Before the walls are immediately thrown up, just like in my classroom, I ask you to consider this. Agricultural jobs are open and available to all Americans, no matter one’s ethnicity, race or even gender. Jobs picking individual pea pods, heads of lettuce or even tomatoes, not to mention strawberries, blueberries, peaches,apricots, etc., in grueling heat with few breaks, for pennies a day, seven days a week, is available for anyone who needs a job.
It just requires that one move or travel to a location with an available farm. There are places in southern Ohio that need available workers and I’ll be glad to provide information, but one must come ready to put in back-breaking work consistently and diligently because ripe fruit and vegetable harvesting must happen the moment the food is ready.
If fruit and vegetable harvesting are not one’s strong suit, then how about working in the meat industry, or agricultural shipping.
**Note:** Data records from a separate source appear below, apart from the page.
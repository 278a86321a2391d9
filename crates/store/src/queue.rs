//! Bounded asynchronous dispatch of operations to replicas.
//!
//! Every replica-bound operation goes through one [`OperationQueue`]: a
//! semaphore caps the number of in-flight operations, and each accepted
//! submission runs on its own task so a slow replica never blocks the
//! others. Callers hold an [`OperationHandle`] and decide how long they are
//! willing to wait; an abandoned handle lets the task finish in the
//! background without anyone observing the result.

use crate::connector::StoreConnector;
use crate::operation::{Operation, OperationResult};
use std::sync::Arc;
use std::time::Duration;
use tokio::sync::oneshot;
use tokio::sync::{OwnedSemaphorePermit, Semaphore};

#[derive(Debug, thiserror::Error)]
pub enum QueueError {
    #[error("operation queue full (capacity {0})")]
    Rejected(usize),
}

/// Backpressured executor for replica operations.
pub struct OperationQueue {
    connector: Arc<dyn StoreConnector>,
    permits: Arc<Semaphore>,
    capacity: usize,
}

impl OperationQueue {
    pub fn new(connector: Arc<dyn StoreConnector>, capacity: usize) -> Self {
        Self {
            connector,
            permits: Arc::new(Semaphore::new(capacity)),
            capacity,
        }
    }

    /// Dispatch an operation to its target node.
    ///
    /// Rejects immediately when all permits are taken; the caller treats a
    /// rejection like any other node error. On acceptance the operation runs
    /// on a spawned task and the returned handle resolves with its result.
    pub fn submit(&self, op: Operation) -> Result<OperationHandle, QueueError> {
        let permit = match self.permits.clone().try_acquire_owned() {
            Ok(permit) => permit,
            Err(_) => {
                quorumkv_metrics::metrics().queue_rejections.inc();
                tracing::debug!(node = %op.node, key = %op.key, "queue full, rejecting operation");
                return Err(QueueError::Rejected(self.capacity));
            }
        };

        let (tx, rx) = oneshot::channel();
        let connector = Arc::clone(&self.connector);
        tokio::spawn(run_operation(op, connector, permit, tx));

        Ok(OperationHandle { rx })
    }

    /// Number of operations currently in flight.
    pub fn queue_size(&self) -> usize {
        self.capacity - self.permits.available_permits()
    }

    pub fn capacity(&self) -> usize {
        self.capacity
    }
}

async fn run_operation(
    op: Operation,
    connector: Arc<dyn StoreConnector>,
    permit: OwnedSemaphorePermit,
    tx: oneshot::Sender<OperationResult>,
) {
    let result = match connector.connect(&op.node) {
        Ok(capability) => op.execute(capability.as_ref()).await,
        Err(e) => OperationResult::error(op.node.clone(), e.to_string()),
    };
    drop(permit);
    // The caller may have given up waiting; that is fine.
    let _ = tx.send(result);
}

/// A claim on the eventual result of one submitted operation.
#[derive(Debug)]
pub struct OperationHandle {
    rx: oneshot::Receiver<OperationResult>,
}

impl OperationHandle {
    /// Wait for the operation to finish. `None` if the executing task was
    /// torn down before producing a result.
    pub async fn wait(self) -> Option<OperationResult> {
        self.rx.await.ok()
    }

    /// Wait at most `timeout`; `None` on timeout or a torn-down task.
    pub async fn wait_timeout(self, timeout: Duration) -> Option<OperationResult> {
        tokio::time::timeout(timeout, self.rx).await.ok()?.ok()
    }

    /// Non-blocking probe for a finished result.
    pub fn poll_now(&mut self) -> Option<OperationResult> {
        self.rx.try_recv().ok()
    }
}

#[cfg(test)]
mod tests {
    use super::*;
    use crate::capability::{BackendError, MemoryStore, StoreCapability};
    use crate::connector::StaticConnector;
    use crate::operation::OperationStatus;
    use bytes::Bytes;
    use quorumkv_common::Node;

    fn node(id: u32) -> Node {
        Node::new(id, id, format!("salt:{}", id), format!("uri://host{}", id))
    }

    fn single_node_queue(capacity: usize) -> (Arc<MemoryStore>, OperationQueue) {
        let backend = Arc::new(MemoryStore::new());
        let connector = StaticConnector::new().with(1, backend.clone() as Arc<dyn StoreCapability>);
        (backend, OperationQueue::new(Arc::new(connector), capacity))
    }

    #[tokio::test]
    async fn test_submit_and_wait() {
        let (backend, queue) = single_node_queue(8);

        let handle = queue
            .submit(Operation::set("k", Bytes::from_static(b"v"), node(1)))
            .unwrap();
        let result = handle.wait().await.unwrap();
        assert_eq!(result.status, OperationStatus::Success);
        assert_eq!(backend.get("k").await.unwrap(), Some(Bytes::from_static(b"v")));
    }

    #[tokio::test]
    async fn test_unknown_node_yields_error_result() {
        let (_backend, queue) = single_node_queue(8);

        let handle = queue.submit(Operation::get("k", node(42))).unwrap();
        let result = handle.wait().await.unwrap();
        assert_eq!(result.status, OperationStatus::Error);
        assert_eq!(result.node.id, 42);
    }

    #[tokio::test]
    async fn test_rejects_when_full() {
        struct StallingStore;

        #[async_trait::async_trait]
        impl StoreCapability for StallingStore {
            async fn exists(&self, _key: &str) -> Result<bool, BackendError> {
                std::future::pending().await
            }
            async fn get(&self, _key: &str) -> Result<Option<Bytes>, BackendError> {
                std::future::pending().await
            }
            async fn set(&self, _key: &str, _value: Bytes) -> Result<(), BackendError> {
                std::future::pending().await
            }
            async fn delete(&self, _key: &str) -> Result<(), BackendError> {
                std::future::pending().await
            }
        }

        let connector = StaticConnector::new().with(1, Arc::new(StallingStore));
        let queue = OperationQueue::new(Arc::new(connector), 2);

        let _h1 = queue.submit(Operation::get("a", node(1))).unwrap();
        let _h2 = queue.submit(Operation::get("b", node(1))).unwrap();
        assert_eq!(queue.queue_size(), 2);

        assert!(matches!(
            queue.submit(Operation::get("c", node(1))),
            Err(QueueError::Rejected(2))
        ));
    }

    #[tokio::test]
    async fn test_permit_released_after_completion() {
        let (_backend, queue) = single_node_queue(1);

        let handle = queue.submit(Operation::get("k", node(1))).unwrap();
        handle.wait().await.unwrap();

        // The permit is back, so another submission succeeds.
        let handle = queue.submit(Operation::get("k", node(1))).unwrap();
        assert!(handle.wait().await.is_some());
    }

    #[tokio::test]
    async fn test_abandoned_handle_still_executes() {
        let (backend, queue) = single_node_queue(4);

        let handle = queue
            .submit(Operation::set("k", Bytes::from_static(b"v"), node(1)))
            .unwrap();
        drop(handle);

        // The spawned task keeps running without an observer.
        tokio::time::sleep(Duration::from_millis(50)).await;
        assert_eq!(backend.get("k").await.unwrap(), Some(Bytes::from_static(b"v")));
    }

    #[tokio::test]
    async fn test_wait_timeout_on_stalled_operation() {
        struct StallingStore;

        #[async_trait::async_trait]
        impl StoreCapability for StallingStore {
            async fn exists(&self, _key: &str) -> Result<bool, BackendError> {
                std::future::pending().await
            }
            async fn get(&self, _key: &str) -> Result<Option<Bytes>, BackendError> {
                std::future::pending().await
            }
            async fn set(&self, _key: &str, _value: Bytes) -> Result<(), BackendError> {
                std::future::pending().await
            }
            async fn delete(&self, _key: &str) -> Result<(), BackendError> {
                std::future::pending().await
            }
        }

        let connector = StaticConnector::new().with(1, Arc::new(StallingStore));
        let queue = OperationQueue::new(Arc::new(connector), 4);

        let handle = queue.submit(Operation::get("k", node(1))).unwrap();
        assert!(handle.wait_timeout(Duration::from_millis(20)).await.is_none());
    }
}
There are always jobs available. However, the pay is low, the work is grueling and the conditions are rough.
Back to the subject at hand: There is a legal program for migrant workers to come to America. It is called H-2A. Yet just like most things with the government, it is highly flawed.
According to research, “the permits have never covered more than 10 percent of available fieldwork jobs in any given year. The fact that at least half of American field workers are undocumented immigrants reveals a massive gap between the nation’s need for low-wage workers and its sanctioned supply” ( Modern Farmer, 2017).
Here is the conundrum — without migrant workers we do not eat. It is literally as simple as this.
If there is some skepticism, allow me to present some rock solid facts.
≤ In 2016, the average income was $22,540 per year or $10.83 per hour.
≤ It is estimated that there are 3 million seasonal work jobs available and 2.5 million of those are filled by migrant workers.
≤ Migrant workers make up less than 1 percent of all wage and salary workers in the U.S.
≤ “Eliminating immigrant labor would reduce the U.S. dairy herd by 2.1 million cows and would increase the retail price of milk by 90 percent,” reports a Texas A&M AgriLife Research study.
While I could continue on and on, I think that this situation boils down to one main idea. I like food; I like the current price of my food; I like walking into my grocery store to find good, cheap, healthy nutritious food; therefore, I like and appreciate migrant people and their labor.
I tip my hat to people who face perilous journeys to come to America to work in blistering fields for little pay with few government protections, picking food that I get to consume every day.
So whatever your feelings on the situation, I want you to think about this: Every vegetable, nut, fruit, piece of meat or legume that you consume was the result of a migrant worker’s back-breaking labor for piece rate under a hot California, Georgia or Ohio sun. Without them and their labor, we will face a serious food shortage; it is not a matter of if, but when.
I seriously urge you, just as I urge my students, to become informed before buying into the hyperbole and hype that surrounds the migrant worker community right now.
I don’t know about you, but I’m looking forward to dinner tonight and counting myself lucky that I did not have to pick it, kill it, package it or ship it. I simply had to buy it and cook it.
Clemson is a member of the Trumbull County Farm Bureau and completed her Ph.D. at the Pennsylvania State University. She and her family farm in Mecca.